Several years ago, I was in a small room at the hospital with my husband and ultrasound tech, watching a screen with a tiny, wriggling blob and listened to the very faint beating of my child’s heart. I was eight weeks along.
Two weeks later, I would be in the same room, watching the ultrasound tech’s face. She wouldn’t say anything. No sounds would come from the machine. She finished the exam and said results would be sent to my doctor.
We left and my husband asked if I felt better since the tech didn’t say we were miscarrying. I replied “She didn’t let us hear the heartbeat.”
I had started bleeding the day before. My doctor immediately called and scheduled an ultrasound “as a precaution” for the next day. The day after the exam, I would be on the phone with my doctor, in intense pain, while I miscarried my child in my bathroom.
The only tangible proof I have of my 10-week-old-in-utero child is a medical record with an ultrasound attached—and then a medical record of me going to the doctor during the miscarriage itself.
I’m an advocate of pro-life. I believe life begins at conception and ends at death. My 10-week-old-in-utero child was alive—both a part of me, and a separate person. But the law said I wasn’t allowed to prove this unless the child was at 20 weeks gestation.
But something amazing has happened in my state. It’s unprecedented. No other state in the United States has anything like this. On April 18, 2018, Nebraska passed a bill allowing parents of a miscarried child to apply for a commemorative birth certificate.

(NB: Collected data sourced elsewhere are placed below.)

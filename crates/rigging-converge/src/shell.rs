//! Executor that runs POSIX shell scripts locally or over ssh

use crate::error::ExecError;
use crate::executor::{ExecOutput, RemoteExecutor};
use crate::inventory::Host;
use crate::module::ModuleKind;
use async_trait::async_trait;
use rigging_core::ValueMap;
use serde_json::json;
use std::fmt::Write as _;
use std::process::Stdio;
use tokio::process::Command;

/// Line a script prints after it mutated the host
pub const CHANGED_MARKER: &str = "__RIGGING_CHANGED__";

/// ssh reserves this exit status for its own connection failures
const SSH_FAILURE: i32 = 255;

const PACKAGE_FUNCTIONS: &str = r#"installed() {
  if command -v dpkg-query >/dev/null 2>&1; then
    dpkg-query -W -f='${Status}' "$1" 2>/dev/null | grep -q 'ok installed'
  elif command -v rpm >/dev/null 2>&1; then
    rpm -q "$1" >/dev/null 2>&1
  elif command -v apk >/dev/null 2>&1; then
    apk info -e "$1" >/dev/null 2>&1
  else
    echo "no supported package manager" >&2
    exit 2
  fi
}
install_package() {
  if command -v apt-get >/dev/null 2>&1; then
    DEBIAN_FRONTEND=noninteractive apt-get install -y "$1"
  elif command -v dnf >/dev/null 2>&1; then
    dnf install -y "$1"
  elif command -v yum >/dev/null 2>&1; then
    yum install -y "$1"
  else
    apk add "$1"
  fi
}
remove_package() {
  if command -v apt-get >/dev/null 2>&1; then
    DEBIAN_FRONTEND=noninteractive apt-get remove -y "$1"
  elif command -v dnf >/dev/null 2>&1; then
    dnf remove -y "$1"
  elif command -v yum >/dev/null 2>&1; then
    yum remove -y "$1"
  else
    apk del "$1"
  fi
}
"#;

/// Runs each remote module as a check-then-act shell script.
///
/// Hosts with `connection.type == "local"` run through `sh -c` on this
/// machine; all others go through the system ssh client with `BatchMode`.
#[derive(Debug, Clone)]
pub struct ShellExecutor {
    ssh_program: String,
    ssh_args: Vec<String>,
}

impl Default for ShellExecutor {
    fn default() -> Self {
        Self {
            ssh_program: "ssh".to_string(),
            ssh_args: vec!["-o".to_string(), "BatchMode=yes".to_string()],
        }
    }
}

impl ShellExecutor {
    pub fn new() -> Self {
        Self::default()
    }

    pub fn with_ssh_program(mut self, program: impl Into<String>) -> Self {
        self.ssh_program = program.into();
        self
    }

    pub fn with_ssh_arg(mut self, arg: impl Into<String>) -> Self {
        self.ssh_args.push(arg.into());
        self
    }

    fn command(&self, host: &Host, script: &str) -> Command {
        if host.is_local() {
            let mut cmd = Command::new("sh");
            cmd.arg("-c").arg(script);
            return cmd;
        }

        let mut cmd = Command::new(&self.ssh_program);
        cmd.args(&self.ssh_args);
        if let Some(port) = host.connection.get("port") {
            cmd.arg("-p").arg(port);
        }
        if let Some(identity) = host.connection.get("identity_file") {
            cmd.arg("-i").arg(identity);
        }
        if let Some(user) = host.connection.get("user") {
            cmd.arg("-l").arg(user);
        }
        cmd.arg(&host.address).arg(format!("sh -c {}", quote(script)));
        cmd
    }
}

#[async_trait]
impl RemoteExecutor for ShellExecutor {
    fn name(&self) -> &str {
        "shell"
    }

    async fn execute(
        &self,
        host: &Host,
        module: ModuleKind,
        params: &ValueMap,
    ) -> Result<ExecOutput, ExecError> {
        let script = script(module, params)?;
        let mut cmd = self.command(host, &script);
        cmd.stdin(Stdio::null())
            .stdout(Stdio::piped())
            .stderr(Stdio::piped())
            .kill_on_drop(true);

        tracing::debug!(host = %host.alias, %module, local = host.is_local(), "Running module script");

        let output = cmd
            .output()
            .await
            .map_err(|e| ExecError::Failed(format!("failed to start command: {e}")))?;

        let stdout = String::from_utf8_lossy(&output.stdout);
        let stderr = String::from_utf8_lossy(&output.stderr).trim_end().to_string();
        let code = output.status.code();

        if !host.is_local() && code == Some(SSH_FAILURE) {
            return Err(ExecError::Unreachable(format!("{}: {stderr}", host.address)));
        }

        let changed = stdout.lines().any(|l| l == CHANGED_MARKER);
        let stdout: Vec<&str> = stdout.lines().filter(|l| *l != CHANGED_MARKER).collect();
        let stdout = stdout.join("\n");

        match code {
            Some(0) => Ok(ExecOutput {
                changed,
                payload: ValueMap::from([
                    ("rc".to_string(), json!(0)),
                    ("stdout".to_string(), json!(stdout)),
                    ("stderr".to_string(), json!(stderr)),
                ]),
            }),
            Some(rc) => {
                let detail = if stderr.is_empty() { stdout } else { stderr };
                Err(ExecError::Failed(format!("exit status {rc}: {detail}")))
            }
            None => Err(ExecError::Failed("terminated by signal".to_string())),
        }
    }
}

/// Single-quote `s` for POSIX sh
pub fn quote(s: &str) -> String {
    format!("'{}'", s.replace('\'', r"'\''"))
}

fn param<'a>(params: &'a ValueMap, key: &str) -> Option<&'a str> {
    params.get(key).and_then(|v| v.as_str())
}

fn required<'a>(params: &'a ValueMap, key: &str) -> Result<&'a str, ExecError> {
    param(params, key).ok_or_else(|| ExecError::Failed(format!("missing parameter '{key}'")))
}

/// Build the check-then-act script for a remote module
pub fn script(module: ModuleKind, params: &ValueMap) -> Result<String, ExecError> {
    let mut s = String::new();
    match module {
        ModuleKind::Command | ModuleKind::Shell => {
            let cmd = required(params, "cmd")?;
            if let Some(dir) = param(params, "chdir") {
                let _ = writeln!(s, "cd {} || exit 1", quote(dir));
            }
            if let Some(path) = param(params, "creates") {
                let _ = writeln!(s, "if [ -e {} ]; then exit 0; fi", quote(path));
            }
            let _ = writeln!(s, "echo {CHANGED_MARKER}");
            if module == ModuleKind::Shell {
                s.push_str(cmd);
            } else {
                let words: Vec<String> = cmd.split_whitespace().map(quote).collect();
                let _ = write!(s, "exec {}", words.join(" "));
            }
            s.push('\n');
        }
        ModuleKind::Package => {
            let name = quote(required(params, "name")?);
            s.push_str("set -e\n");
            s.push_str(PACKAGE_FUNCTIONS);
            if param(params, "state") == Some("absent") {
                let _ = writeln!(
                    s,
                    "if installed {name}; then remove_package {name}; echo {CHANGED_MARKER}; fi"
                );
            } else {
                let _ = writeln!(
                    s,
                    "if ! installed {name}; then install_package {name}; echo {CHANGED_MARKER}; fi"
                );
            }
        }
        ModuleKind::File => {
            let path = quote(required(params, "path")?);
            s.push_str("set -e\n");
            match param(params, "state").unwrap_or("file") {
                "directory" => {
                    let _ = writeln!(
                        s,
                        "if [ ! -d {path} ]; then mkdir -p {path}; echo {CHANGED_MARKER}; fi"
                    );
                }
                "touch" => {
                    let _ = writeln!(
                        s,
                        "if [ ! -e {path} ]; then touch {path}; echo {CHANGED_MARKER}; fi"
                    );
                }
                "absent" => {
                    let _ = writeln!(
                        s,
                        "if [ -e {path} ] || [ -L {path} ]; then rm -rf {path}; echo {CHANGED_MARKER}; fi"
                    );
                    return Ok(s);
                }
                _ => {
                    let _ = writeln!(
                        s,
                        "if [ ! -e {path} ]; then echo {path}' does not exist' >&2; exit 1; fi"
                    );
                }
            }
            push_mode(&mut s, &path, param(params, "mode"));
        }
        ModuleKind::Copy => {
            let dest = quote(required(params, "dest")?);
            let content = quote(required(params, "content")?);
            s.push_str("set -e\n");
            let _ = writeln!(s, "dest={dest}");
            s.push_str("tmp=\"$dest.rigging.$$\"\n");
            let _ = writeln!(s, "printf '%s' {content} > \"$tmp\"");
            let _ = writeln!(
                s,
                "if [ -f \"$dest\" ] && cmp -s \"$tmp\" \"$dest\"; then rm -f \"$tmp\"; else mv \"$tmp\" \"$dest\"; echo {CHANGED_MARKER}; fi"
            );
            push_mode(&mut s, "\"$dest\"", param(params, "mode"));
        }
        ModuleKind::Service => {
            let name = quote(required(params, "name")?);
            s.push_str("set -e\n");
            match param(params, "state") {
                Some("started") => {
                    let _ = writeln!(
                        s,
                        "if ! systemctl is-active --quiet {name}; then systemctl start {name}; echo {CHANGED_MARKER}; fi"
                    );
                }
                Some("stopped") => {
                    let _ = writeln!(
                        s,
                        "if systemctl is-active --quiet {name}; then systemctl stop {name}; echo {CHANGED_MARKER}; fi"
                    );
                }
                Some("restarted") => {
                    let _ = writeln!(s, "systemctl restart {name}");
                    let _ = writeln!(s, "echo {CHANGED_MARKER}");
                }
                _ => {}
            }
            match params.get("enabled").and_then(|v| v.as_bool()) {
                Some(true) => {
                    let _ = writeln!(
                        s,
                        "if ! systemctl is-enabled --quiet {name}; then systemctl enable {name}; echo {CHANGED_MARKER}; fi"
                    );
                }
                Some(false) => {
                    let _ = writeln!(
                        s,
                        "if systemctl is-enabled --quiet {name}; then systemctl disable {name}; echo {CHANGED_MARKER}; fi"
                    );
                }
                None => {}
            }
        }
        ModuleKind::Debug | ModuleKind::SetFact | ModuleKind::Assert => {
            return Err(ExecError::Failed(format!(
                "module '{module}' is evaluated by the engine"
            )));
        }
    }
    Ok(s)
}

/// Append a chmod guarded by the current permission bits
fn push_mode(s: &mut String, target: &str, mode: Option<&str>) {
    let Some(mode) = mode else {
        return;
    };
    let short = match mode.trim_start_matches('0') {
        "" => "0",
        rest => rest,
    };
    let _ = writeln!(
        s,
        "cur=$(stat -c %a {target} 2>/dev/null || stat -f %Lp {target})"
    );
    let _ = writeln!(
        s,
        "if [ \"$cur\" != {short} ]; then chmod {mode} {target}; echo {CHANGED_MARKER}; fi"
    );
}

So what makes that so special? Parents were already allowed to do this, so long as the gestation period was 20 weeks.
This bill allows for the commemorative certificate with no minimum gestation period. As long as a health care practitioner had verified the pregnancy, and then diagnoses an “unintentional, spontaneous” miscarriage (termed a “nonviable birth” in the bill), the parents can request a commemorative birth certificate. It is also retroactive.
Tangible proof that the child existed, for whatever amount of time. The certificate will include the name and gender of the child, if known.
My baby, whose life I held for 10 weeks. My Jordan Lee. Gender unknown. October 31, 2013.
How many others will this bill provide dignity to their child, more acceptance of miscarriages and the losses families suffer, and more closure for the family? If nothing else, it validates and honors the loss of the child.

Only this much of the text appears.